An ancient bison was frozen inside Siberian permafrost for up to 9,000 years until the melting ice coughed out its mummified body in summer 2022.

Now scientists in Russia hope to clone the ancient beast from its tissue samples.

After scientists retrieved the mummified bison, they donated it to the Mammoth Museum of the M.K. Ammosov North-Eastern Federal University for research, according to a March 13 news release.

Though the carcass is incomplete, its forelimbs, head and part of its chest were well-preserved, meaning scientists were able to perform a necropsy to remove the brain and take samples of its skin, wool, muscles and soft tissues, the release said.

That led researchers to believe they may be able to clone the bison from the preserved cells, officials said.

Scientists believe the bison was between 1.5 to 2 years old when it died, estimating/ it lived between 8,000 and 9,000 years ago based on the geological ages of a similar species of bison discovered in the area in 2009 and 2010, scientists said in the release.

The bison were found in the Verkhoyansk region of Khaastaakh in northeastern Russia, and researchers want to return there this summer to search for more fossilized remains.

You might think cloning a long-extinct ancient being sounds like the plot of another Jurassic Park movie. And some skeptics think it could be a long-shot, LiveScience reported.

“In my view, it is not going to be possible to clone extinct animals from tissues like this,” Love Dalen, a paleogeneticist at Stockholm University in Sweden, told the outlet.

Even though the tissues are “exceptionally well-preserved, the DNA within them is likely too degraded to be cloned,” Dalen told the outlet.
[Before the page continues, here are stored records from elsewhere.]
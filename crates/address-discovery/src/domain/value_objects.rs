//! # Domain Value Objects
//!
//! Index allocation shared by every group of a discovery run.

use std::collections::BTreeSet;

use super::errors::AddressIndex;

/// Shared skip-set and index cursor.
///
/// Indexes come from a single pool that all groups draw from: an index handed
/// out while seeding group 0 is never handed out again for group 1. The
/// allocator is owned by one discovery run and passed by `&mut` through both
/// phases.
#[derive(Clone, Debug, Default)]
pub struct IndexAllocator {
    /// Indexes already known or handed out.
    skip: BTreeSet<AddressIndex>,
    /// Lowest index that may still be free.
    cursor: AddressIndex,
    /// Indexes handed out by this allocator (excludes the initial skip-set).
    allocated: usize,
}

impl IndexAllocator {
    /// Create an allocator that never yields any of `skip_indexes`.
    pub fn new(skip_indexes: impl IntoIterator<Item = AddressIndex>) -> Self {
        Self {
            skip: skip_indexes.into_iter().collect(),
            cursor: 0,
            allocated: 0,
        }
    }

    /// Hand out the lowest index not yet in the skip-set.
    ///
    /// Returns `None` once the index space is exhausted.
    pub fn allocate(&mut self) -> Option<AddressIndex> {
        while self.skip.contains(&self.cursor) {
            self.cursor = self.cursor.checked_add(1)?;
        }
        let index = self.cursor;
        self.skip.insert(index);
        self.allocated += 1;
        // Saturates on u32::MAX, which is now in the skip-set.
        self.cursor = self.cursor.saturating_add(1);
        Some(index)
    }

    /// Hand out `count` indexes in ascending order.
    pub fn allocate_many(&mut self, count: usize) -> Option<Vec<AddressIndex>> {
        (0..count).map(|_| self.allocate()).collect()
    }

    /// Number of indexes handed out by this allocator.
    pub fn allocated_count(&self) -> usize {
        self.allocated
    }

    /// The full skip-set, ascending.
    pub fn consumed(&self) -> Vec<AddressIndex> {
        self.skip.iter().copied().collect()
    }
}
//! # Discovery Configuration
//!
//! Configuration for the discovery service and the explorer oracle adapter.

use serde::{Deserialize, Serialize};
use std::env;

use crate::domain::{DiscoveryError, DEFAULT_MIN_GAP, QUERY_LIMIT, TOTAL_NUMBER_OF_GROUPS};

/// Discovery service configuration.
#[derive(Clone, Debug, Serialize, Deserialize, PartialEq, Eq)]
pub struct DiscoveryConfig {
    /// Gap used by `AddressDiscoveryApi::discover_default`.
    pub min_gap: usize,

    /// Number of address groups to scan.
    pub total_groups: u32,

    /// Maximum addresses per oracle request.
    pub query_limit: usize,
}

impl Default for DiscoveryConfig {
    fn default() -> Self {
        Self {
            min_gap: DEFAULT_MIN_GAP,
            total_groups: TOTAL_NUMBER_OF_GROUPS,
            query_limit: QUERY_LIMIT,
        }
    }
}

impl DiscoveryConfig {
    /// Create a config for testing (single group, small pages).
    pub fn for_testing() -> Self {
        Self {
            min_gap: DEFAULT_MIN_GAP,
            total_groups: 1,
            query_limit: 10,
        }
    }

    /// Reject configurations that cannot back `discover_default`.
    pub fn validate(&self) -> Result<(), DiscoveryError> {
        self.validate_layout()?;
        if self.min_gap == 0 {
            return Err(DiscoveryError::InvalidMinGap(self.min_gap));
        }
        Ok(())
    }

    /// Reject group and paging settings the discovery loop cannot run with.
    ///
    /// Ignores `min_gap`; an explicit scan brings its own.
    pub fn validate_layout(&self) -> Result<(), DiscoveryError> {
        if self.total_groups == 0 {
            return Err(DiscoveryError::InvalidConfig(
                "total_groups must be at least 1".to_string(),
            ));
        }
        if self.query_limit == 0 {
            return Err(DiscoveryError::InvalidConfig(
                "query_limit must be at least 1".to_string(),
            ));
        }
        Ok(())
    }
}

/// Explorer oracle configuration.
#[derive(Clone, Debug, Serialize, Deserialize, PartialEq, Eq)]
pub struct ExplorerConfig {
    /// Explorer base URL (e.g., "https://backend.mainnet.alephium.org").
    pub base_url: String,

    /// Per-request timeout in milliseconds.
    pub timeout_ms: u64,

    /// Client-side request rate towards the explorer.
    pub requests_per_second: u32,

    /// Retries after the first attempt for transient failures.
    pub max_retries: u32,

    /// Initial retry delay, doubled on every further attempt.
    pub retry_backoff_ms: u64,
}

impl Default for ExplorerConfig {
    fn default() -> Self {
        Self {
            base_url: "https://backend.mainnet.alephium.org".to_string(),
            timeout_ms: 10_000,
            requests_per_second: 5,
            max_retries: 2,
            retry_backoff_ms: 500,
        }
    }
}

impl ExplorerConfig {
    /// Create a config for testing against a local mock server.
    pub fn for_testing(base_url: impl Into<String>) -> Self {
        Self {
            base_url: base_url.into(),
            timeout_ms: 2_000,
            requests_per_second: 1_000,
            max_retries: 0,
            retry_backoff_ms: 1,
        }
    }

    /// Create configuration from environment variables.
    ///
    /// # Environment Variables
    ///
    /// - `DISCOVERY_EXPLORER_URL`: Explorer base URL
    /// - `DISCOVERY_TIMEOUT_MS`: Request timeout (default: 10000)
    /// - `DISCOVERY_RPS`: Requests per second (default: 5)
    /// - `DISCOVERY_MAX_RETRIES`: Retries for transient failures (default: 2)
    /// - `DISCOVERY_RETRY_BACKOFF_MS`: Initial backoff (default: 500)
    pub fn from_env() -> Self {
        let defaults = Self::default();

        Self {
            base_url: env::var("DISCOVERY_EXPLORER_URL").unwrap_or(defaults.base_url),

            timeout_ms: env::var("DISCOVERY_TIMEOUT_MS")
                .ok()
                .and_then(|v| v.parse().ok())
                .unwrap_or(defaults.timeout_ms),

            requests_per_second: env::var("DISCOVERY_RPS")
                .ok()
                .and_then(|v| v.parse().ok())
                .unwrap_or(defaults.requests_per_second),

            max_retries: env::var("DISCOVERY_MAX_RETRIES")
                .ok()
                .and_then(|v| v.parse().ok())
                .unwrap_or(defaults.max_retries),

            retry_backoff_ms: env::var("DISCOVERY_RETRY_BACKOFF_MS")
                .ok()
                .and_then(|v| v.parse().ok())
                .unwrap_or(defaults.retry_backoff_ms),
        }
    }
}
He suggested sequencing the bison’s genome and combining it with DNA from the extinct species and from living bison.

It wouldn’t be the first time scientists have tried to reverse a species’ extinction.

Scientists at the TIGRR Lab and Texas-based “de-extinction” company Colossal are trying to bring the Tasmanian tiger back to life, McClatchy News previously reported.
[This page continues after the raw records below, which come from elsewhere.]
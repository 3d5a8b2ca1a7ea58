//! # Outbound Ports
//!
//! Traits for the external collaborators (key derivation, activity oracle).

use async_trait::async_trait;
use parking_lot::Mutex;
use sha2::{Digest, Sha256};
use std::collections::HashSet;

use crate::domain::{
    invariant_valid_group, AddressHash, AddressIndex, DerivedAddress, DiscoveryError, Group,
    QUERY_LIMIT, TOTAL_NUMBER_OF_GROUPS,
};

/// Deterministic address derivation - outbound port.
///
/// Implementations are pure: the same `(group, index)` always yields the same
/// address, and distinct pairs never collide.
pub trait AddressDeriver: Send + Sync {
    /// Derive the address at `index` for `group`.
    fn derive(&self, group: Group, index: AddressIndex) -> Result<DerivedAddress, DiscoveryError>;
}

/// Address activity oracle - outbound port.
///
/// Backed by an explorer/indexer; one request per call.
#[async_trait]
pub trait ActivityOracle: Send + Sync {
    /// Whether each address has on-chain history, aligned with the input.
    ///
    /// Callers send at most [`QUERY_LIMIT`] addresses per call.
    async fn addresses_used(&self, addresses: &[AddressHash]) -> Result<Vec<bool>, DiscoveryError>;

    /// Oracle identifier (for logging/debugging).
    fn oracle_id(&self) -> &str;
}

// =============================================================================
// Mock Implementations for Testing
// =============================================================================

/// Mock deriver: hex-encoded SHA-256 over seed, group and index.
#[derive(Clone, Debug)]
pub struct MockAddressDeriver {
    /// Wallet seed stand-in.
    pub seed: Vec<u8>,
    /// Groups this deriver accepts.
    pub total_groups: Group,
}

impl Default for MockAddressDeriver {
    fn default() -> Self {
        Self {
            seed: b"mock-wallet-seed".to_vec(),
            total_groups: TOTAL_NUMBER_OF_GROUPS,
        }
    }
}

impl MockAddressDeriver {
    /// Create a deriver for a given seed.
    pub fn new(seed: impl Into<Vec<u8>>, total_groups: Group) -> Self {
        Self {
            seed: seed.into(),
            total_groups,
        }
    }

    /// The hash `derive` produces, without group validation.
    pub fn hash_for(&self, group: Group, index: AddressIndex) -> AddressHash {
        let mut hasher = Sha256::new();
        hasher.update(&self.seed);
        hasher.update(group.to_be_bytes());
        hasher.update(index.to_be_bytes());
        hex::encode(hasher.finalize())
    }
}

impl AddressDeriver for MockAddressDeriver {
    fn derive(&self, group: Group, index: AddressIndex) -> Result<DerivedAddress, DiscoveryError> {
        invariant_valid_group(group, self.total_groups).map_err(|e| {
            DiscoveryError::DerivationFailed {
                group,
                index,
                reason: e.to_string(),
            }
        })?;

        Ok(DerivedAddress::new(index, group, self.hash_for(group, index)))
    }
}

/// Mutable state behind the mock oracle.
#[derive(Debug, Default)]
struct MockOracleState {
    /// Requests received, in order.
    calls: Vec<Vec<AddressHash>>,
    /// Addresses still to be reported active regardless of `active`.
    active_budget: Option<usize>,
}

/// Mock activity oracle.
#[derive(Debug)]
pub struct MockActivityOracle {
    /// Oracle identifier.
    pub id: String,
    /// Addresses reported as used.
    pub active: HashSet<AddressHash>,
    /// Largest request accepted.
    pub max_batch: usize,
    /// Fail every request once this many have been served.
    pub fail_after: Option<usize>,
    /// Drop the last result of every answer.
    pub truncate_answers: bool,
    state: Mutex<MockOracleState>,
}

impl Default for MockActivityOracle {
    fn default() -> Self {
        Self {
            id: "mock-oracle".to_string(),
            active: HashSet::new(),
            max_batch: QUERY_LIMIT,
            fail_after: None,
            truncate_answers: false,
            state: Mutex::new(MockOracleState::default()),
        }
    }
}

impl MockActivityOracle {
    /// Oracle reporting exactly `active` as used.
    pub fn with_active(active: impl IntoIterator<Item = AddressHash>) -> Self {
        Self {
            active: active.into_iter().collect(),
            ..Default::default()
        }
    }

    /// Oracle reporting the first `count` queried addresses as used, then
    /// falling back to the `active` set.
    pub fn with_active_budget(count: usize) -> Self {
        let oracle = Self::default();
        oracle.state.lock().active_budget = Some(count);
        oracle
    }

    /// Oracle that fails every request.
    pub fn failing() -> Self {
        Self::default().fail_after(0)
    }

    /// Fail every request once `served` requests have been answered.
    pub fn fail_after(mut self, served: usize) -> Self {
        self.fail_after = Some(served);
        self
    }

    /// Answer one result short of every request.
    pub fn truncating(mut self) -> Self {
        self.truncate_answers = true;
        self
    }

    /// Requests received so far, in order.
    pub fn calls(&self) -> Vec<Vec<AddressHash>> {
        self.state.lock().calls.clone()
    }

    /// Number of requests received.
    pub fn request_count(&self) -> usize {
        self.state.lock().calls.len()
    }

    /// Every queried address, in query order.
    pub fn queried(&self) -> Vec<AddressHash> {
        self.state.lock().calls.iter().flatten().cloned().collect()
    }
}

#[async_trait]
impl ActivityOracle for MockActivityOracle {
    async fn addresses_used(&self, addresses: &[AddressHash]) -> Result<Vec<bool>, DiscoveryError> {
        let mut state = self.state.lock();

        if self.fail_after.is_some_and(|n| state.calls.len() >= n) {
            return Err(DiscoveryError::OracleRequestFailed(
                "Mock failure".to_string(),
            ));
        }
        if addresses.len() > self.max_batch {
            return Err(DiscoveryError::OracleRequestFailed(format!(
                "batch of {} exceeds limit {}",
                addresses.len(),
                self.max_batch
            )));
        }

        state.calls.push(addresses.to_vec());

        let mut results = Vec::with_capacity(addresses.len());
        for address in addresses {
            let from_budget = match state.active_budget.as_mut() {
                Some(remaining) if *remaining > 0 => {
                    *remaining -= 1;
                    true
                }
                _ => false,
            };
            results.push(from_budget || self.active.contains(address));
        }

        if self.truncate_answers {
            results.pop();
        }
        Ok(results)
    }

    fn oracle_id(&self) -> &str {
        &self.id
    }
}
Scientists have also successfully cloned arctic wolves in China, McClatchy News previously reported.

And on March 28, Australian food company Vow announced it produced lab-grown woolly mammoth meatballs as it works toward a “more environmentally friendly alternative to traditional meat production,” McClatchy News previously reported.

But for now, the woolly mammoth meatballs are not considered safe for us modern humans to eat.

Google Translate was used to translate the news release from the Mammoth Museum of the M.K. Ammosov North-Eastern Federal University.